### Exercise instructions
The response must reproduce every record in full.

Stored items
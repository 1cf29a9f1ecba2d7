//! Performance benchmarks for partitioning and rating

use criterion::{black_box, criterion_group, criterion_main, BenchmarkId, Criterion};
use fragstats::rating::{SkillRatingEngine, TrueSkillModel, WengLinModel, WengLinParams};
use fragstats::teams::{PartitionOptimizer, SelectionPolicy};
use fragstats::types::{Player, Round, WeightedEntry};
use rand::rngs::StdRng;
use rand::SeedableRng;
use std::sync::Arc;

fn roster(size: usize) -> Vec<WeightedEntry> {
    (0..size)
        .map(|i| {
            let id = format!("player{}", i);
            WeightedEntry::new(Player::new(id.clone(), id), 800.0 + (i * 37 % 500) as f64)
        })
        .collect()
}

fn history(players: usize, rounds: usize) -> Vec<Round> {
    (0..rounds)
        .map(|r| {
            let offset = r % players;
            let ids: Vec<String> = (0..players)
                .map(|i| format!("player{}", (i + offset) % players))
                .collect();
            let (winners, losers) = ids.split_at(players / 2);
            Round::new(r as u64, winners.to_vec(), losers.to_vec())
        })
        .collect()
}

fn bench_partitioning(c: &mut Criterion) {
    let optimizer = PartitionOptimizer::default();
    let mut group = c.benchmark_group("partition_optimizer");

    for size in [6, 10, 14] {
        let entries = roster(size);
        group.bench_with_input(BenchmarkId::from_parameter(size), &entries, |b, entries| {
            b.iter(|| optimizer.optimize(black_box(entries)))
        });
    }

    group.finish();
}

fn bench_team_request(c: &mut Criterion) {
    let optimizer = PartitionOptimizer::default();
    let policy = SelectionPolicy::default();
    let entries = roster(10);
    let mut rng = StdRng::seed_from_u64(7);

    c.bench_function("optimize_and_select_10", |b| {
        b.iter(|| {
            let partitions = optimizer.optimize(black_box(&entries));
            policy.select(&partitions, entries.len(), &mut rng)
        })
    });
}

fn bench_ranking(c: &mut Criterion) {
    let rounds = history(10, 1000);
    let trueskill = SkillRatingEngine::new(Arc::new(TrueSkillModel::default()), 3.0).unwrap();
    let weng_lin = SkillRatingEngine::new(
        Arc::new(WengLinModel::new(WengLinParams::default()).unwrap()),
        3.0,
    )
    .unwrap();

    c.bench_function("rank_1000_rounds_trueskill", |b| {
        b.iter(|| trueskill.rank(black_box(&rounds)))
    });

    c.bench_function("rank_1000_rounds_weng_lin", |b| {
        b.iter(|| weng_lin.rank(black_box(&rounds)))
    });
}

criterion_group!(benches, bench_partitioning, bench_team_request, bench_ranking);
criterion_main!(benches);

### Task answer
repository 1cf29a9f1ecba2d7
//! Performance benchmarks for partitioning and rating

use criterion::{black_box, criterion_group, criterion_main, BenchmarkId, Criterion};
use fragstats::rating::{SkillRatingEngine, TrueSkillModel, WengLinModel, WengLinParams};
use fragstats::teams::{PartitionOptimizer, SelectionPolicy};
use fragstats::types::{Player, Round, WeightedEntry};
use rand::rngs::StdRng;
use rand::SeedableRng;
use std::sync::Arc;

fn roster(size: usize) -> Vec<WeightedEntry> {
    (0..size)
        .map(|i| {
            let id = format!("player{}", i);
            WeightedEntry::new(Player::new(id.clone(), id), 800.0 + (i * 37 % 500) as f64)
        })
        .collect()
}

fn history(players: usize, rounds: usize) -> Vec<Round> {
    (0..rounds)
        .map(|r| {
            let offset = r % players;
            let ids: Vec<String> = (0..players)
                .map(|i| format!("player{}", (i + offset) % players))
                .collect();
            let (winners, losers) = ids.split_at(players / 2);
            Round::new(r as u64, winners.to_vec(), losers.to_vec())
        })
        .collect()
}

fn bench_partitioning(c: &mut Criterion) {
    let optimizer = PartitionOptimizer::default();
    let mut group = c.benchmark_group("partition_optimizer");

    for size in [6, 10, 14] {
        let entries = roster(size);
        group.bench_with_input(BenchmarkId::from_parameter(size), &entries, |b, entries| {
            b.iter(|| optimizer.optimize(black_box(entries)))
        });
    }

    group.finish();
}

fn bench_team_request(c: &mut Criterion) {
    let optimizer = PartitionOptimizer::default();
    let policy = SelectionPolicy::default();
    let entries = roster(10);
    let mut rng = StdRng::seed_from_u64(7);

    c.bench_function("optimize_and_select_10", |b| {
        b.iter(|| {
            let partitions = optimizer.optimize(black_box(&entries));
            policy.select(&partitions, entries.len(), &mut rng)
        })
    });
}

fn bench_ranking(c: &mut Criterion) {
    let rounds = history(10, 1000);
    let trueskill = SkillRatingEngine::new(Arc::new(TrueSkillModel::default()), 3.0).unwrap();
    let weng_lin = SkillRatingEngine::new(
        Arc::new(WengLinModel::new(WengLinParams::default()).unwrap()),
        3.0,
    )
    .unwrap();

    c.bench_function("rank_1000_rounds_trueskill", |b| {
        b.iter(|| trueskill.rank(black_box(&rounds)))
    });

    c.bench_function("rank_1000_rounds_weng_lin", |b| {
        b.iter(|| weng_lin.rank(black_box(&rounds)))
    });
}

criterion_group!(benches, bench_partitioning, bench_team_request, bench_ranking);
criterion_main!(benches);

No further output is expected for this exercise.